▶ [DATA SUPPLIED]:
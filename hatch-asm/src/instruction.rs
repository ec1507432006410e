use crate::Opcode;

use core::fmt;

use thiserror::Error;

bitflags::bitflags! {
    /// Addressing flags carried in the top bits of the leading instruction
    /// byte.
    ///
    /// Exactly one interpretation of the operand applies:
    ///
    /// * `MEM` — the operand is a memory address; the effective address is
    ///   `operand + O`.
    /// * `STACK` — the operand is a 1-based offset from the top of the data
    ///   stack; the effective address is `stack[top − operand] + O`.
    /// * neither — the operand is an immediate.
    ///
    /// The third bit is reserved and must be clear; an instruction with it
    /// set does not decode.
    #[cfg_attr(feature = "serde", derive(serde::Serialize, serde::Deserialize))]
    pub struct AddressFlags: u8 {
        /// Operand addresses memory directly.
        const MEM = 0b1000_0000;
        /// Operand is a data-stack offset.
        const STACK = 0b0100_0000;
    }
}

/// The leading byte did not decode to a known instruction.
#[derive(Debug, Clone, Copy, PartialEq, Eq, Error)]
#[error("undefined opcode byte 0x{0:02x}")]
pub struct InvalidOpcodeError(pub u8);

/// A decoded instruction: a 5-bit opcode, its addressing flags, and the
/// 8-bit operand.
///
/// Instructions are encoded as two consecutive bytes; a program image is a
/// flat sequence of such pairs followed by the data section.
#[derive(Debug, Clone, Copy, PartialEq, Eq, Hash)]
#[cfg_attr(feature = "serde", derive(serde::Serialize, serde::Deserialize))]
pub struct Instruction {
    op: Opcode,
    flags: AddressFlags,
    operand: u8,
}

impl Instruction {
    /// Size of an encoded instruction in bytes.
    pub const LEN: usize = crate::INSTRUCTION_LEN;

    /// Bit reserved for future addressing modes; set means undecodable.
    const RESERVED_BIT: u8 = 0b0010_0000;

    /// A new instruction with an immediate operand.
    pub const fn new(op: Opcode, operand: u8) -> Self {
        Self {
            op,
            flags: AddressFlags::empty(),
            operand,
        }
    }

    /// A new instruction with explicit addressing flags.
    pub const fn with_flags(op: Opcode, flags: AddressFlags, operand: u8) -> Self {
        Self { op, flags, operand }
    }

    /// The opcode.
    pub const fn op(&self) -> Opcode {
        self.op
    }

    /// The addressing flags.
    pub const fn flags(&self) -> AddressFlags {
        self.flags
    }

    /// The raw operand byte.
    pub const fn operand(&self) -> u8 {
        self.operand
    }

    /// Encodes to the two-byte wire representation.
    pub const fn to_bytes(self) -> [u8; Self::LEN] {
        [self.op as u8 | self.flags.bits(), self.operand]
    }

    /// Decodes an instruction from its leading and operand bytes.
    ///
    /// Fails if the reserved bit of the leading byte is set.
    pub fn from_bytes(lead: u8, operand: u8) -> Result<Self, InvalidOpcodeError> {
        if lead & Self::RESERVED_BIT != 0 {
            return Err(InvalidOpcodeError(lead));
        }

        let flags = AddressFlags::from_bits_truncate(lead);
        let op = Opcode::from_low_bits(lead);

        Ok(Self { op, flags, operand })
    }

    /// Decodes every aligned instruction pair of a byte slice, stopping at
    /// the first byte that does not decode. Used by the disassembler; the
    /// undecodable tail is typically the data section.
    pub fn decode_prefix(bytes: &[u8]) -> Vec<Self> {
        bytes
            .chunks_exact(Self::LEN)
            .map(|pair| Self::from_bytes(pair[0], pair[1]))
            .take_while(Result::is_ok)
            .collect::<Result<_, _>>()
            .unwrap_or_default()
    }
}

impl fmt::Display for Instruction {
    /// Renders in listing syntax: `$n` for stack-relative operands, `[n]`
    /// for memory operands, a bare number for immediates.
    fn fmt(&self, f: &mut fmt::Formatter<'_>) -> fmt::Result {
        let mem = self.flags.contains(AddressFlags::MEM);
        let stack = self.flags.contains(AddressFlags::STACK);
        match (mem, stack) {
            (true, true) => write!(f, "{} [${}]", self.op, self.operand),
            (true, false) => write!(f, "{} [{}]", self.op, self.operand),
            (false, true) => write!(f, "{} ${}", self.op, self.operand),
            (false, false) => write!(f, "{} {}", self.op, self.operand),
        }
    }
}

impl From<Instruction> for [u8; Instruction::LEN] {
    fn from(instruction: Instruction) -> Self {
        instruction.to_bytes()
    }
}

impl FromIterator<Instruction> for Vec<u8> {
    fn from_iter<T>(iter: T) -> Self
    where
        T: IntoIterator<Item = Instruction>,
    {
        iter.into_iter()
            .flat_map(Instruction::to_bytes)
            .collect()
    }
}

▶ [ASSIGNMENT]: In full and unchanged, repeat the data above.

▶ [SOLUTION FOR THIS PROBLEM]:
filename hatch-asm/src/instruction.rs
repository ec1507432006410e
use crate::Opcode;

use core::fmt;

use thiserror::Error;

bitflags::bitflags! {
    /// Addressing flags carried in the top bits of the leading instruction
    /// byte.
    ///
    /// Exactly one interpretation of the operand applies:
    ///
    /// * `MEM` — the operand is a memory address; the effective address is
    ///   `operand + O`.
    /// * `STACK` — the operand is a 1-based offset from the top of the data
    ///   stack; the effective address is `stack[top − operand] + O`.
    /// * neither — the operand is an immediate.
    ///
    /// The third bit is reserved and must be clear; an instruction with it
    /// set does not decode.
    #[cfg_attr(feature = "serde", derive(serde::Serialize, serde::Deserialize))]
    pub struct AddressFlags: u8 {
        /// Operand addresses memory directly.
        const MEM = 0b1000_0000;
        /// Operand is a data-stack offset.
        const STACK = 0b0100_0000;
    }
}

/// The leading byte did not decode to a known instruction.
#[derive(Debug, Clone, Copy, PartialEq, Eq, Error)]
#[error("undefined opcode byte 0x{0:02x}")]
pub struct InvalidOpcodeError(pub u8);

/// A decoded instruction: a 5-bit opcode, its addressing flags, and the
/// 8-bit operand.
///
/// Instructions are encoded as two consecutive bytes; a program image is a
/// flat sequence of such pairs followed by the data section.
#[derive(Debug, Clone, Copy, PartialEq, Eq, Hash)]
#[cfg_attr(feature = "serde", derive(serde::Serialize, serde::Deserialize))]
pub struct Instruction {
    op: Opcode,
    flags: AddressFlags,
    operand: u8,
}

impl Instruction {
    /// Size of an encoded instruction in bytes.
    pub const LEN: usize = crate::INSTRUCTION_LEN;

    /// Bit reserved for future addressing modes; set means undecodable.
    const RESERVED_BIT: u8 = 0b0010_0000;

    /// A new instruction with an immediate operand.
    pub const fn new(op: Opcode, operand: u8) -> Self {
        Self {
            op,
            flags: AddressFlags::empty(),
            operand,
        }
    }

    /// A new instruction with explicit addressing flags.
    pub const fn with_flags(op: Opcode, flags: AddressFlags, operand: u8) -> Self {
        Self { op, flags, operand }
    }

    /// The opcode.
    pub const fn op(&self) -> Opcode {
        self.op
    }

    /// The addressing flags.
    pub const fn flags(&self) -> AddressFlags {
        self.flags
    }

    /// The raw operand byte.
    pub const fn operand(&self) -> u8 {
        self.operand
    }

    /// Encodes to the two-byte wire representation.
    pub const fn to_bytes(self) -> [u8; Self::LEN] {
        [self.op as u8 | self.flags.bits(), self.operand]
    }

    /// Decodes an instruction from its leading and operand bytes.
    ///
    /// Fails if the reserved bit of the leading byte is set.
    pub fn from_bytes(lead: u8, operand: u8) -> Result<Self, InvalidOpcodeError> {
        if lead & Self::RESERVED_BIT != 0 {
            return Err(InvalidOpcodeError(lead));
        }

        let flags = AddressFlags::from_bits_truncate(lead);
        let op = Opcode::from_low_bits(lead);

        Ok(Self { op, flags, operand })
    }

    /// Decodes every aligned instruction pair of a byte slice, stopping at
    /// the first byte that does not decode. Used by the disassembler; the
    /// undecodable tail is typically the data section.
    pub fn decode_prefix(bytes: &[u8]) -> Vec<Self> {
        bytes
            .chunks_exact(Self::LEN)
            .map(|pair| Self::from_bytes(pair[0], pair[1]))
            .take_while(Result::is_ok)
            .collect::<Result<_, _>>()
            .unwrap_or_default()
    }
}

impl fmt::Display for Instruction {
    /// Renders in listing syntax: `$n` for stack-relative operands, `[n]`
    /// for memory operands, a bare number for immediates.
    fn fmt(&self, f: &mut fmt::Formatter<'_>) -> fmt::Result {
        let mem = self.flags.contains(AddressFlags::MEM);
        let stack = self.flags.contains(AddressFlags::STACK);
        match (mem, stack) {
            (true, true) => write!(f, "{} [${}]", self.op, self.operand),
            (true, false) => write!(f, "{} [{}]", self.op, self.operand),
            (false, true) => write!(f, "{} ${}", self.op, self.operand),
            (false, false) => write!(f, "{} {}", self.op, self.operand),
        }
    }
}

impl From<Instruction> for [u8; Instruction::LEN] {
    fn from(instruction: Instruction) -> Self {
        instruction.to_bytes()
    }
}

impl FromIterator<Instruction> for Vec<u8> {
    fn from_iter<T>(iter: T) -> Self
    where
        T: IntoIterator<Item = Instruction>,
    {
        iter.into_iter()
            .flat_map(Instruction::to_bytes)
            .collect()
    }
}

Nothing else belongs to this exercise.